*EXERCISE INSTRUCTIONS*. Search the data below for the word "content" and copy each line that holds it.

*MATERIAL SUPPLIED*.
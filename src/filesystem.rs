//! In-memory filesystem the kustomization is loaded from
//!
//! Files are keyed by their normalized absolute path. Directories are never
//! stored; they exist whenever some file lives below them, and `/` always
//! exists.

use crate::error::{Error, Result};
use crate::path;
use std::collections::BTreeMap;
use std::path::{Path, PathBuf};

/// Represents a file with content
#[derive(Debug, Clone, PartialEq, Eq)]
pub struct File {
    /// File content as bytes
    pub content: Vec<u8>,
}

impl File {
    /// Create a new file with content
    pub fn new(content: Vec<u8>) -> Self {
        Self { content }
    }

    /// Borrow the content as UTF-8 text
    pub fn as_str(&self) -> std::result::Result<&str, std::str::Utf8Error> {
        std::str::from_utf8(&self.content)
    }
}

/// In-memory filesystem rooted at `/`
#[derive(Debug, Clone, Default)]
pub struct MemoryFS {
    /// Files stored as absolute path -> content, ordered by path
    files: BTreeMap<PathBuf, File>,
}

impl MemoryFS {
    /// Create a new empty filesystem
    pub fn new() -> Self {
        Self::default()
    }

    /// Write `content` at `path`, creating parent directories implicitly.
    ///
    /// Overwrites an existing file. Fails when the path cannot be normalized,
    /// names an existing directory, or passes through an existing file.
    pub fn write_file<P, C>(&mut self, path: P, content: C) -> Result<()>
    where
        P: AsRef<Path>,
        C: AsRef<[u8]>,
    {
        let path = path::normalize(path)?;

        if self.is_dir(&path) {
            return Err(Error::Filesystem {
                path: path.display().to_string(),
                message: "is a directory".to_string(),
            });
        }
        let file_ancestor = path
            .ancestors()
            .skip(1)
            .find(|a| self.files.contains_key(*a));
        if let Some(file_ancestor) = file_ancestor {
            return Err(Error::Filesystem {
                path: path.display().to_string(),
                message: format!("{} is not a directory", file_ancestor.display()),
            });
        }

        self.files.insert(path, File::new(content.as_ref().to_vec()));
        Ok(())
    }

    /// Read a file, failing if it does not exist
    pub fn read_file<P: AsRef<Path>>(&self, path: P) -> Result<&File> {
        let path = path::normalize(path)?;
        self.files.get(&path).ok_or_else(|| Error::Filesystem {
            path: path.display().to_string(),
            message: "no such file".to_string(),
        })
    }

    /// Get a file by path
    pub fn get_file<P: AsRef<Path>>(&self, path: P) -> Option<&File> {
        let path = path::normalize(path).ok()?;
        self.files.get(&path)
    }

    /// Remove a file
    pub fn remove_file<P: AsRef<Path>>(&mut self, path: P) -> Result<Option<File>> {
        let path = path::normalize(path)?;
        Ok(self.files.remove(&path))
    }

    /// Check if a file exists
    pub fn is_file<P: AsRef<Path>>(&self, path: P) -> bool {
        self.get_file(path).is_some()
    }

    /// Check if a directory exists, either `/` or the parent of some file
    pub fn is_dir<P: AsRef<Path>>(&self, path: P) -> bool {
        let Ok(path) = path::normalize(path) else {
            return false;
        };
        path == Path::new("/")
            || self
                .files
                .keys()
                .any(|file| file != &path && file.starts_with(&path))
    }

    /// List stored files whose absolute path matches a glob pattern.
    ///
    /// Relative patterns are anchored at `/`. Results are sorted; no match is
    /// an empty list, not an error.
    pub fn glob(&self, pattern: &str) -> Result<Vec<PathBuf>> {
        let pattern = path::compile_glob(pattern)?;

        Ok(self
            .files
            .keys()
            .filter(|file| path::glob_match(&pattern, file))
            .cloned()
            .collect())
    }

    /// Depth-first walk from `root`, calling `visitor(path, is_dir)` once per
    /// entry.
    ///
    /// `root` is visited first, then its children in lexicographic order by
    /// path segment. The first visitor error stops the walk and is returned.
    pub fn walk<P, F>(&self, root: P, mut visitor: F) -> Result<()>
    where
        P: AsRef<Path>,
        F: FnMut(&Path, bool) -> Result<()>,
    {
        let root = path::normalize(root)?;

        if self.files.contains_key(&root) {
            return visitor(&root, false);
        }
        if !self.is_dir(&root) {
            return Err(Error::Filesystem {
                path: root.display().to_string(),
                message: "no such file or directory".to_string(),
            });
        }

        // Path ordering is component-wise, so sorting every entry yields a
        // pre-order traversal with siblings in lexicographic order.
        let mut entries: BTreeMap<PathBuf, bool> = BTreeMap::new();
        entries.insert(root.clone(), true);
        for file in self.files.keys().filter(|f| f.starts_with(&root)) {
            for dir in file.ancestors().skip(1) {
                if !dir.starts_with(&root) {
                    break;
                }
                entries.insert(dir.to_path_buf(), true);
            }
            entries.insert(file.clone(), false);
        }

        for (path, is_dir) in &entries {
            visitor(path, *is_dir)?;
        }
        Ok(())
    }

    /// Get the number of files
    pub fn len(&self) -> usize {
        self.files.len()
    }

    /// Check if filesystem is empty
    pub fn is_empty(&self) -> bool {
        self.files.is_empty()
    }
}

*EXERCISE RESULT*.
/// Represents a file with content
    /// File content as bytes
    pub content: Vec<u8>,
    /// Create a new file with content
    pub fn new(content: Vec<u8>) -> Self {
        Self { content }
    /// Borrow the content as UTF-8 text
        std::str::from_utf8(&self.content)
    /// Files stored as absolute path -> content, ordered by path
    /// Write `content` at `path`, creating parent directories implicitly.
    pub fn write_file<P, C>(&mut self, path: P, content: C) -> Result<()>
        self.files.insert(path, File::new(content.as_ref().to_vec()));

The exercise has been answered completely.